Essential Communication Skills for Public Leaders
Good communication skills are essential for all leaders. But for public leaders, whether they are working for governmental agencies or nonprofit organizations, the need for effective communication takes on added importance. Unlike leaders in the private sector, whose key responsibility is often to share information about profits to a highly targeted audience, public sector leaders must communicate with the public on a wide variety of topics and for many different reasons. A leader’s skill in this area can mean the difference between an effective organization and a mediocre or poor-performing one.
The public sector has many avenues of communication. An online master’s in public administration program can provide the skills and background needed to communicate effectively and prepare candidates for public leadership or other public administration career paths.
Public leaders act as liaisons between the public and policymakers. As such, they must gather information from both constituencies about concerns, needs and goals. The public leader must communicate this information to make sure policymakers understand the public’s viewpoint and vice versa. Good communication leads to effective policies where everyone’s needs are considered.
In a 2018 study, The Volcker Alliance surveyed rising public leaders to gauge their opinions on many issues, including the importance of public communication. A substantial majority of respondents rated these functions “very important:”
- Fostering a culture of responsive service to the public (81%)
- Seeking out and considering a wide range of citizen voices (70%)
- Honing your message for the public (71%)
Additionally, the survey found high support for internal policy-related communication functions. Respondents felt strongly about these items:
- Gaining buy-in from other governmental agencies or entities (71%)
- Honing your message to advise elected officials effectively (77%)
All of these duties require good communication skills. A public leader who is a talented communicator helps policy matters to proceed smoothly for all involved.
To support policy development activities, government and nonprofit leaders must engage the public and keep them well informed about what is happening in the organization. According to Monika Bogdal of the Poznan University of Economics, proper communication in this area reaps many benefits:
- Citizens who are well informed about a policy being implemented are more likely to react according to public administration expectations.
- Citizens’ opinions about policy issues are based on reliable knowledge instead of negative emotions.
- Citizens know their rights and responsibilities in the legislative process.
- Citizens understand how they can benefit from and access proposed social programs.
- An organization can avoid having a negative public attitude toward a policy turn into a crisis situation, which in turn will save time and money.
Informed citizens are clearly better partners. By fostering this relationship, good communicators both serve the public and make their own jobs easier and more effective.
Public safety is another area where leaders must exercise good communication skills. Citizens must be kept informed of issues that affect their health or wellbeing. Some issues, such as the maintenance of an area’s food or water supply, are ongoing and may not constitute an emergency. Others, such as natural disasters, acts of terrorism, or disease outbreaks, are crises that require quick, decisive, and constant communication.

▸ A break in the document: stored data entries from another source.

use thiserror::Error;

use crate::error::{CatalogError, InputError, RemoteError};

use super::aggregator::RunReport;

#[derive(Error, Debug)]
pub enum PipelineError {
    #[error("Invalid request: {0}")]
    Input(#[from] InputError),

    #[error("Cannot resolve deliverables: {0}")]
    Catalog(#[from] CatalogError),

    #[error("Submitting '{deliverable}' failed: {source}")]
    Submission {
        deliverable: String,
        #[source]
        source: RemoteError,
        /// What was produced before the failure, including submitted job handles.
        partial: Box<RunReport>,
    },

    #[error("'{deliverable}' needs '{dependency}', which has no result in this run")]
    MissingDependency {
        deliverable: String,
        dependency: String,
    },
}

impl PipelineError {
    pub fn partial_report(&self) -> Option<&RunReport> {
        match self {
            PipelineError::Submission { partial, .. } => Some(partial.as_ref()),
            _ => None,
        }
    }

    /// Whether nothing was sent to the backend before the failure.
    pub fn is_pre_submission(&self) -> bool {
        matches!(self, PipelineError::Input(_) | PipelineError::Catalog(_))
    }
}
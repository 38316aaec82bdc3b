//! Region of interest, carried as a validated GeoJSON geometry.

use std::path::Path;

use serde::{Deserialize, Serialize};
use serde_json::Value;

use crate::error::InputError;

/// A polygonal region of interest.
///
/// Accepts a bare `Polygon`/`MultiPolygon`, a `Feature`, or a
/// `FeatureCollection` (whose first feature is used). Only the geometry is
/// kept; it is validated on construction so every `Region` is well formed.
#[derive(Debug, Clone, PartialEq, Serialize)]
#[serde(transparent)]
pub struct Region {
    geometry: Value,
}

impl Region {
    pub fn from_geojson_str(content: &str) -> Result<Self, InputError> {
        let value: Value = serde_json::from_str(content).map_err(|e| invalid(e.to_string()))?;
        Self::from_value(value)
    }

    pub fn from_file<P: AsRef<Path>>(path: P) -> Result<Self, InputError> {
        let path = path.as_ref();
        let content = std::fs::read_to_string(path).map_err(|e| InputError::ReadRegion {
            path: path.to_path_buf(),
            source: e,
        })?;
        Self::from_geojson_str(&content)
    }

    pub fn from_value(value: Value) -> Result<Self, InputError> {
        let geometry = extract_geometry(value)?;
        validate_geometry(&geometry)?;
        Ok(Self { geometry })
    }

    pub fn geometry(&self) -> &Value {
        &self.geometry
    }

    pub fn geometry_type(&self) -> &str {
        self.geometry
            .get("type")
            .and_then(Value::as_str)
            .unwrap_or_default()
    }

    /// `[min_lon, min_lat, max_lon, max_lat]` over every position.
    pub fn bounds(&self) -> [f64; 4] {
        let mut bounds = [f64::MAX, f64::MAX, f64::MIN, f64::MIN];
        visit_positions(&self.geometry["coordinates"], &mut |lon, lat| {
            bounds[0] = bounds[0].min(lon);
            bounds[1] = bounds[1].min(lat);
            bounds[2] = bounds[2].max(lon);
            bounds[3] = bounds[3].max(lat);
        });
        bounds
    }
}

impl<'de> Deserialize<'de> for Region {
    fn deserialize<D>(deserializer: D) -> Result<Self, D::Error>
    where
        D: serde::Deserializer<'de>,
    {
        use serde::de::Error;

        let value = Value::deserialize(deserializer)?;
        Region::from_value(value).map_err(|e| D::Error::custom(e.to_string()))
    }
}

fn invalid(reason: impl Into<String>) -> InputError {
    InputError::InvalidRegion {
        reason: reason.into(),
    }
}

fn extract_geometry(value: Value) -> Result<Value, InputError> {
    let kind = value
        .get("type")
        .and_then(Value::as_str)
        .ok_or_else(|| invalid("missing GeoJSON 'type'"))?
        .to_string();

    match kind.as_str() {
        "Polygon" | "MultiPolygon" => Ok(value),
        "Feature" => {
            let geometry = value
                .get("geometry")
                .cloned()
                .filter(|g| !g.is_null())
                .ok_or_else(|| invalid("feature has no geometry"))?;
            extract_geometry(geometry)
        }
        "FeatureCollection" => {
            let first = value
                .get("features")
                .and_then(Value::as_array)
                .and_then(|features| features.first())
                .cloned()
                .ok_or_else(|| invalid("feature collection is empty"))?;
            extract_geometry(first)
        }
        other => Err(invalid(format!(
            "unsupported geometry type '{}' (expected Polygon or MultiPolygon)",
            other
        ))),
    }
}

fn validate_geometry(geometry: &Value) -> Result<(), InputError> {
    let coordinates = geometry
        .get("coordinates")
        .and_then(Value::as_array)
        .ok_or_else(|| invalid("geometry has no coordinate array"))?;

    match geometry.get("type").and_then(Value::as_str) {
        Some("Polygon") => validate_polygon(coordinates),
        Some("MultiPolygon") => {
            if coordinates.is_empty() {
                return Err(invalid("multipolygon has no polygons"));
            }
            for polygon in coordinates {
                let rings = polygon
                    .as_array()
                    .ok_or_else(|| invalid("multipolygon member is not an array"))?;
                validate_polygon(rings)?;
            }
            Ok(())
        }
        _ => Err(invalid("unsupported geometry type")),
    }
}

fn validate_polygon(rings: &[Value]) -> Result<(), InputError> {
    if rings.is_empty() {
        return Err(invalid("polygon has no rings"));
    }
    for ring in rings {
        let positions = ring
            .as_array()
            .ok_or_else(|| invalid("ring is not an array"))?;
        if positions.len() < 4 {
            return Err(invalid(format!(
                "ring has {} positions, at least 4 are required",
                positions.len()
            )));
        }
        let parsed = positions
            .iter()
            .map(parse_position)
            .collect::<Result<Vec<_>, _>>()?;
        if parsed.first() != parsed.last() {
            return Err(invalid("ring is not closed"));
        }
    }
    Ok(())
}

fn parse_position(position: &Value) -> Result<(f64, f64), InputError> {
    let pair = position
        .as_array()
        .filter(|p| p.len() >= 2)
        .ok_or_else(|| invalid("position must hold longitude and latitude"))?;
    let lon = pair[0]
        .as_f64()
        .ok_or_else(|| invalid("longitude is not a number"))?;
    let lat = pair[1]
        .as_f64()
        .ok_or_else(|| invalid("latitude is not a number"))?;
    if !(-180.0..=180.0).contains(&lon) {
        return Err(invalid(format!("longitude {} out of range", lon)));
    }
    if !(-90.0..=90.0).contains(&lat) {
        return Err(invalid(format!("latitude {} out of range", lat)));
    }
    Ok((lon, lat))
}

fn visit_positions(value: &Value, f: &mut dyn FnMut(f64, f64)) {
    if let Some(items) = value.as_array() {
        if let (Some(lon), Some(lat)) = (
            items.first().and_then(Value::as_f64),
            items.get(1).and_then(Value::as_f64),
        ) {
            f(lon, lat);
            return;
        }
        for item in items {
            visit_positions(item, f);
        }
    }
}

This communication is twofold. First, public leaders must obtain — or clearly and effectively direct staff to obtain — information from the people immediately involved with the crisis, such as law enforcement personnel, scientists, and physicians. The leader must boil this information down to its essentials and find ways to phrase it in simple, easy-to-understand language. Then the public leader is ready to communicate with the public.
To address emergencies, spokespeople must usually take the public stage on television and other forms of media. According to the Institute for Public Relations (IPR), simply delivering facts is not enough. The way the facts are delivered makes a huge difference, and leaders must be trained to communicate for maximum effect. Some research-proven tips from the IPR include:
- Avoid the phrase “no comment” because people think it means the organization is trying to hide something.
- Present information clearly by avoiding jargon or technical terms. Lack of clarity makes people think the organization is purposefully being confusing to conceal information.
- Appear pleasant on camera by avoiding nervous habits that people interpret as deceptive. A spokesperson needs to make strong eye contact, limit stutters such as “uhms” or “uhs,” and avoid nervous gestures such as fidgeting or pacing. These and other poor communication habits reduce the impact of the message being delivered.
Without proper training and education, speakers can all too easily make these types of mistakes. By learning ahead of time how to communicate in a crisis, public leaders can ensure they are ready to act effectively when public safety issues arise.
Besides these specific areas, good communication skills help public leaders in several overarching ways. An agency that communicated information and expectations clearly, both internally and externally, runs more efficiently and gets more done. Proper communication also aids in transparency, which is an important quality for organizations that operate in the public eye.
On the flip side, poor communication can reduce efficiency, which can hamper an organization’s effectiveness. Lack of transparency can promote public suspicion and cause problems where none actually exist. By learning good communication skills and practicing them every day, public leaders can avoid these pitfalls and guide their agencies to success.